**GIVEN DATA**
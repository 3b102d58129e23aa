//! Error types for IntentLens.

use serde_json::Value;
use thiserror::Error;

use crate::types::{Modality, ReasoningStage};

/// Result type alias using IntentLens's Error type.
pub type Result<T> = std::result::Result<T, Error>;

/// Core error type for IntentLens.
#[derive(Error, Debug)]
pub enum Error {
    // =========================================================================
    // Validation Errors (Ingress)
    // =========================================================================
    #[error("No file uploaded.")]
    MissingFile,

    #[error("Intent is required.")]
    MissingIntent,

    #[error("Unsupported file type '{0}'. Please upload Image or Audio.")]
    UnsupportedModality(String),

    #[error("Invalid request: {0}")]
    InvalidRequest(String),

    #[error("File too large: limit is {limit} bytes")]
    PayloadTooLarge { limit: usize },

    // =========================================================================
    // Pipeline Errors
    // =========================================================================
    #[error("{}: {cause}", reduction_label(.modality))]
    ReductionFailed {
        modality: Modality,
        cause: String,
        details: Option<Value>,
    },

    #[error("Reasoning failed: {cause}")]
    ReasoningFailed {
        stage: ReasoningStage,
        cause: String,
        details: Option<Value>,
    },

    #[error("Response cache error: {0}")]
    Cache(String),

    // =========================================================================
    // Model Gateway Errors
    // =========================================================================
    #[error("{message}")]
    ModelProvider {
        message: String,
        details: Option<Value>,
    },

    // =========================================================================
    // Generic Errors
    // =========================================================================
    #[error("Gateway error: {0}")]
    Gateway(String),

    #[error("Configuration error: {0}")]
    Config(String),

    #[error("Serialization error: {0}")]
    Serialization(#[from] serde_json::Error),

    #[error("Internal error: {0}")]
    Internal(String),

    #[error(transparent)]
    Other(#[from] anyhow::Error),
}

fn reduction_label(modality: &Modality) -> &'static str {
    match modality {
        Modality::Image => "Failed to caption image",
        Modality::Audio => "Failed to transcribe audio",
    }
}

impl Error {
    /// Create an invalid request error.
    pub fn invalid_request(msg: impl Into<String>) -> Self {
        Self::InvalidRequest(msg.into())
    }

    /// Create a model provider error without a service body.
    pub fn model_provider(msg: impl Into<String>) -> Self {
        Self::ModelProvider {
            message: msg.into(),
            details: None,
        }
    }

    /// Create a gateway error.
    pub fn gateway(msg: impl Into<String>) -> Self {
        Self::Gateway(msg.into())
    }

    /// Create an internal error.
    pub fn internal(msg: impl Into<String>) -> Self {
        Self::Internal(msg.into())
    }

    /// Wrap a downstream failure as a reduction failure for `modality`.
    ///
    /// The cause text is kept verbatim and service details are carried over.
    pub fn reduction(modality: Modality, source: Error) -> Self {
        let details = source.details().cloned();
        Self::ReductionFailed {
            modality,
            cause: source.to_string(),
            details,
        }
    }

    /// Wrap a downstream failure as a reasoning failure at `stage`.
    pub fn reasoning(stage: ReasoningStage, source: Error) -> Self {
        let details = source.details().cloned();
        Self::ReasoningFailed {
            stage,
            cause: source.to_string(),
            details,
        }
    }

    /// HTTP status code for this error.
    pub fn status_code(&self) -> u16 {
        match self {
            Error::MissingFile
            | Error::MissingIntent
            | Error::UnsupportedModality(_)
            | Error::InvalidRequest(_) => 400,
            Error::PayloadTooLarge { .. } => 413,
            _ => 500,
        }
    }

    /// Whether the request was rejected before any external call.
    pub fn is_client_error(&self) -> bool {
        self.status_code() < 500
    }

    /// Service-provided error body, if any.
    pub fn details(&self) -> Option<&Value> {
        match self {
            Error::ReductionFailed { details, .. }
            | Error::ReasoningFailed { details, .. }
            | Error::ModelProvider { details, .. } => details.as_ref(),
            _ => None,
        }
    }

    /// Short machine-readable code, used as a metrics label.
    pub fn code(&self) -> &'static str {
        match self {
            Error::MissingFile => "missing_file",
            Error::MissingIntent => "missing_intent",
            Error::UnsupportedModality(_) => "unsupported_modality",
            Error::InvalidRequest(_) => "invalid_request",
            Error::PayloadTooLarge { .. } => "payload_too_large",
            Error::ReductionFailed { .. } => "reduction_failed",
            Error::ReasoningFailed { .. } => "reasoning_failed",
            Error::Cache(_) => "cache",
            Error::ModelProvider { .. } => "model_provider",
            Error::Gateway(_) => "gateway",
            Error::Config(_) => "config",
            Error::Serialization(_) | Error::Internal(_) | Error::Other(_) => "internal",
        }
    }
}

#[cfg(test)]
mod tests {
    use super::*;
    use serde_json::json;

    #[test]
    fn test_status_codes() {
        assert_eq!(Error::MissingFile.status_code(), 400);
        assert_eq!(Error::MissingIntent.status_code(), 400);
        assert_eq!(Error::UnsupportedModality("application/pdf".into()).status_code(), 400);
        assert_eq!(Error::PayloadTooLarge { limit: 10 }.status_code(), 413);
        assert_eq!(Error::internal("boom").status_code(), 500);
        assert!(Error::MissingFile.is_client_error());
        assert!(!Error::model_provider("x").is_client_error());
    }

    #[test]
    fn test_reduction_wraps_cause_verbatim() {
        let source = Error::ModelProvider {
            message: "API key not valid".into(),
            details: Some(json!({"error": {"code": 400}})),
        };
        let err = Error::reduction(Modality::Image, source);
        assert_eq!(err.to_string(), "Failed to caption image: API key not valid");
        assert_eq!(err.details().unwrap()["error"]["code"], 400);
        assert_eq!(err.status_code(), 500);

        let err = Error::reduction(Modality::Audio, Error::model_provider("quota"));
        assert_eq!(err.to_string(), "Failed to transcribe audio: quota");
        assert!(err.details().is_none());
    }

    #[test]
    fn test_reasoning_keeps_stage() {
        let err = Error::reasoning(ReasoningStage::Synthesis, Error::model_provider("overloaded"));
        assert_eq!(err.to_string(), "Reasoning failed: overloaded");
        assert!(matches!(
            err,
            Error::ReasoningFailed { stage: ReasoningStage::Synthesis, .. }
        ));
        assert_eq!(err.code(), "reasoning_failed");
    }
}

**WHAT NEEDS TO BE DONE**
Retype the material in full. Keep every character as it is.

**ANSWER FOR THE TASK**
repository 3b102d58129e23aa
//! Error types for IntentLens.

use serde_json::Value;
use thiserror::Error;

use crate::types::{Modality, ReasoningStage};

/// Result type alias using IntentLens's Error type.
pub type Result<T> = std::result::Result<T, Error>;

/// Core error type for IntentLens.
#[derive(Error, Debug)]
pub enum Error {
    // =========================================================================
    // Validation Errors (Ingress)
    // =========================================================================
    #[error("No file uploaded.")]
    MissingFile,

    #[error("Intent is required.")]
    MissingIntent,

    #[error("Unsupported file type '{0}'. Please upload Image or Audio.")]
    UnsupportedModality(String),

    #[error("Invalid request: {0}")]
    InvalidRequest(String),

    #[error("File too large: limit is {limit} bytes")]
    PayloadTooLarge { limit: usize },

    // =========================================================================
    // Pipeline Errors
    // =========================================================================
    #[error("{}: {cause}", reduction_label(.modality))]
    ReductionFailed {
        modality: Modality,
        cause: String,
        details: Option<Value>,
    },

    #[error("Reasoning failed: {cause}")]
    ReasoningFailed {
        stage: ReasoningStage,
        cause: String,
        details: Option<Value>,
    },

    #[error("Response cache error: {0}")]
    Cache(String),

    // =========================================================================
    // Model Gateway Errors
    // =========================================================================
    #[error("{message}")]
    ModelProvider {
        message: String,
        details: Option<Value>,
    },

    // =========================================================================
    // Generic Errors
    // =========================================================================
    #[error("Gateway error: {0}")]
    Gateway(String),

    #[error("Configuration error: {0}")]
    Config(String),

    #[error("Serialization error: {0}")]
    Serialization(#[from] serde_json::Error),

    #[error("Internal error: {0}")]
    Internal(String),

    #[error(transparent)]
    Other(#[from] anyhow::Error),
}

fn reduction_label(modality: &Modality) -> &'static str {
    match modality {
        Modality::Image => "Failed to caption image",
        Modality::Audio => "Failed to transcribe audio",
    }
}

impl Error {
    /// Create an invalid request error.
    pub fn invalid_request(msg: impl Into<String>) -> Self {
        Self::InvalidRequest(msg.into())
    }

    /// Create a model provider error without a service body.
    pub fn model_provider(msg: impl Into<String>) -> Self {
        Self::ModelProvider {
            message: msg.into(),
            details: None,
        }
    }

    /// Create a gateway error.
    pub fn gateway(msg: impl Into<String>) -> Self {
        Self::Gateway(msg.into())
    }

    /// Create an internal error.
    pub fn internal(msg: impl Into<String>) -> Self {
        Self::Internal(msg.into())
    }

    /// Wrap a downstream failure as a reduction failure for `modality`.
    ///
    /// The cause text is kept verbatim and service details are carried over.
    pub fn reduction(modality: Modality, source: Error) -> Self {
        let details = source.details().cloned();
        Self::ReductionFailed {
            modality,
            cause: source.to_string(),
            details,
        }
    }

    /// Wrap a downstream failure as a reasoning failure at `stage`.
    pub fn reasoning(stage: ReasoningStage, source: Error) -> Self {
        let details = source.details().cloned();
        Self::ReasoningFailed {
            stage,
            cause: source.to_string(),
            details,
        }
    }

    /// HTTP status code for this error.
    pub fn status_code(&self) -> u16 {
        match self {
            Error::MissingFile
            | Error::MissingIntent
            | Error::UnsupportedModality(_)
            | Error::InvalidRequest(_) => 400,
            Error::PayloadTooLarge { .. } => 413,
            _ => 500,
        }
    }

    /// Whether the request was rejected before any external call.
    pub fn is_client_error(&self) -> bool {
        self.status_code() < 500
    }

    /// Service-provided error body, if any.
    pub fn details(&self) -> Option<&Value> {
        match self {
            Error::ReductionFailed { details, .. }
            | Error::ReasoningFailed { details, .. }
            | Error::ModelProvider { details, .. } => details.as_ref(),
            _ => None,
        }
    }

    /// Short machine-readable code, used as a metrics label.
    pub fn code(&self) -> &'static str {
        match self {
            Error::MissingFile => "missing_file",
            Error::MissingIntent => "missing_intent",
            Error::UnsupportedModality(_) => "unsupported_modality",
            Error::InvalidRequest(_) => "invalid_request",
            Error::PayloadTooLarge { .. } => "payload_too_large",
            Error::ReductionFailed { .. } => "reduction_failed",
            Error::ReasoningFailed { .. } => "reasoning_failed",
            Error::Cache(_) => "cache",
            Error::ModelProvider { .. } => "model_provider",
            Error::Gateway(_) => "gateway",
            Error::Config(_) => "config",
            Error::Serialization(_) | Error::Internal(_) | Error::Other(_) => "internal",
        }
    }
}

#[cfg(test)]
mod tests {
    use super::*;
    use serde_json::json;

    #[test]
    fn test_status_codes() {
        assert_eq!(Error::MissingFile.status_code(), 400);
        assert_eq!(Error::MissingIntent.status_code(), 400);
        assert_eq!(Error::UnsupportedModality("application/pdf".into()).status_code(), 400);
        assert_eq!(Error::PayloadTooLarge { limit: 10 }.status_code(), 413);
        assert_eq!(Error::internal("boom").status_code(), 500);
        assert!(Error::MissingFile.is_client_error());
        assert!(!Error::model_provider("x").is_client_error());
    }

    #[test]
    fn test_reduction_wraps_cause_verbatim() {
        let source = Error::ModelProvider {
            message: "API key not valid".into(),
            details: Some(json!({"error": {"code": 400}})),
        };
        let err = Error::reduction(Modality::Image, source);
        assert_eq!(err.to_string(), "Failed to caption image: API key not valid");
        assert_eq!(err.details().unwrap()["error"]["code"], 400);
        assert_eq!(err.status_code(), 500);

        let err = Error::reduction(Modality::Audio, Error::model_provider("quota"));
        assert_eq!(err.to_string(), "Failed to transcribe audio: quota");
        assert!(err.details().is_none());
    }

    #[test]
    fn test_reasoning_keeps_stage() {
        let err = Error::reasoning(ReasoningStage::Synthesis, Error::model_provider("overloaded"));
        assert_eq!(err.to_string(), "Reasoning failed: overloaded");
        assert!(matches!(
            err,
            Error::ReasoningFailed { stage: ReasoningStage::Synthesis, .. }
        ));
        assert_eq!(err.code(), "reasoning_failed");
    }
}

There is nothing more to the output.